Workers, Residents Should Be Prioritized for COVID-19 Vaccine, Senior Living Industry Representatives Say
The first available vaccines against SARS-CoV-2 should go to frontline healthcare workers — including those who work in assisted living communities — and first responders, according to draft recommendations from the National Academies of Sciences, Engineering, and Medicine.
Mark Parkinson, president and CEO of the American Health Care Association / National Center for Assisted Living, reiterated for the committee the organizations’ call for residents and staff members in long-term care to be prioritized to receive a COVID-19 vaccine when it becomes available.
“Long-term care was forgotten at the start of the pandemic, but we cannot be forgotten now,” he said. “Ensuring long-term care residents and staff are among the first to receive a vaccine when it becomes available will help mitigate the risk and prevent further deaths.”
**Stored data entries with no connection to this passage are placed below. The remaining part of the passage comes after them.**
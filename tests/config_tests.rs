use moodstack::config::Config;
use moodstack::constants::{
    DEFAULT_AI_MODEL, ENV_VAR_AI_MODEL, ENV_VAR_AI_TIMEOUT_SECS, ENV_VAR_DB_PATH,
    ENV_VAR_LEXICON_PATH, ENV_VAR_OLLAMA_URL,
};
use moodstack::errors::AppError;
use serial_test::serial;
use std::env;
use std::path::PathBuf;
use std::time::Duration;
use tempfile::tempdir;

const VARS: &[&str] = &[
    ENV_VAR_DB_PATH,
    ENV_VAR_LEXICON_PATH,
    ENV_VAR_OLLAMA_URL,
    ENV_VAR_AI_MODEL,
    ENV_VAR_AI_TIMEOUT_SECS,
];

/// Snapshot of the variables a test touches, restored on drop.
struct EnvGuard(Vec<(&'static str, Option<String>)>);

impl EnvGuard {
    fn clean() -> Self {
        let saved = VARS.iter().map(|&v| (v, env::var(v).ok())).collect();
        for var in VARS {
            env::remove_var(var);
        }
        EnvGuard(saved)
    }
}

impl Drop for EnvGuard {
    fn drop(&mut self) {
        for (var, value) in &self.0 {
            match value {
                Some(v) => env::set_var(var, v),
                None => env::remove_var(var),
            }
        }
    }
}

#[test]
#[serial]
fn test_env_overrides() {
    let _guard = EnvGuard::clean();
    let dir = tempdir().unwrap();
    let db_path = dir.path().join("moods.db");
    let lexicon_path = dir.path().join("lexicon.json");

    env::set_var(ENV_VAR_DB_PATH, &db_path);
    env::set_var(ENV_VAR_LEXICON_PATH, &lexicon_path);
    env::set_var(ENV_VAR_OLLAMA_URL, "http://10.0.0.5:11434");
    env::set_var(ENV_VAR_AI_MODEL, "llama3:8b");
    env::set_var(ENV_VAR_AI_TIMEOUT_SECS, "15");

    let config = Config::load().unwrap();
    config.validate().unwrap();

    assert_eq!(config.db_path, db_path);
    assert_eq!(config.lexicon_path, Some(lexicon_path));
    assert_eq!(config.ollama_url, "http://10.0.0.5:11434");
    assert_eq!(config.ai_model, "llama3:8b");
    assert_eq!(config.ai_timeout(), Duration::from_secs(15));
}

#[test]
#[serial]
fn test_paths_are_shell_expanded() {
    let _guard = EnvGuard::clean();
    let dir = tempdir().unwrap();
    env::set_var("MOODSTACK_TEST_ROOT", dir.path());
    env::set_var(ENV_VAR_DB_PATH, "$MOODSTACK_TEST_ROOT/nested/moods.db");

    let config = Config::load().unwrap();
    env::remove_var("MOODSTACK_TEST_ROOT");

    assert_eq!(config.db_path, dir.path().join("nested").join("moods.db"));
}

#[test]
#[serial]
fn test_blank_values_fall_back_to_defaults() {
    let _guard = EnvGuard::clean();
    env::set_var(ENV_VAR_AI_MODEL, "   ");
    env::set_var(ENV_VAR_LEXICON_PATH, "");

    let config = Config::load().unwrap();
    assert_eq!(config.ai_model, DEFAULT_AI_MODEL);
    assert!(config.lexicon_path.is_none());
}

#[test]
#[serial]
fn test_out_of_range_timeout_fails_validation() {
    let _guard = EnvGuard::clean();
    env::set_var(ENV_VAR_AI_TIMEOUT_SECS, "601");

    let config = Config::load().unwrap();
    match config.validate() {
        Err(AppError::Config(message)) => assert!(message.contains("601")),
        other => panic!("Expected Config error, got {:?}", other),
    }
}

#[test]
#[serial]
fn test_unexpandable_path_is_config_error() {
    let _guard = EnvGuard::clean();
    env::remove_var("MOODSTACK_SURELY_UNSET_VAR");
    env::set_var(ENV_VAR_DB_PATH, "$MOODSTACK_SURELY_UNSET_VAR/moods.db");

    assert!(matches!(Config::load(), Err(AppError::Config(_))));
}

#[test]
fn test_default_db_path_is_set() {
    let config = Config::default();
    assert_ne!(config.db_path, PathBuf::new());
    assert!(config.validate().is_ok());
}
Although providers have taken “unprecedented action” to protect older adults, Parkinson said, research shows that a high rate of community spread “is all but certain to lead to outbreaks in nursing homes and assisted living communities.”
“As long as the virus is a threat to the general public, it is a threat to our residents and staff,” he said. “If we can vaccinate long-term care residents and caregivers first, they will be less at risk in the event we see a rise in cases within our communities.”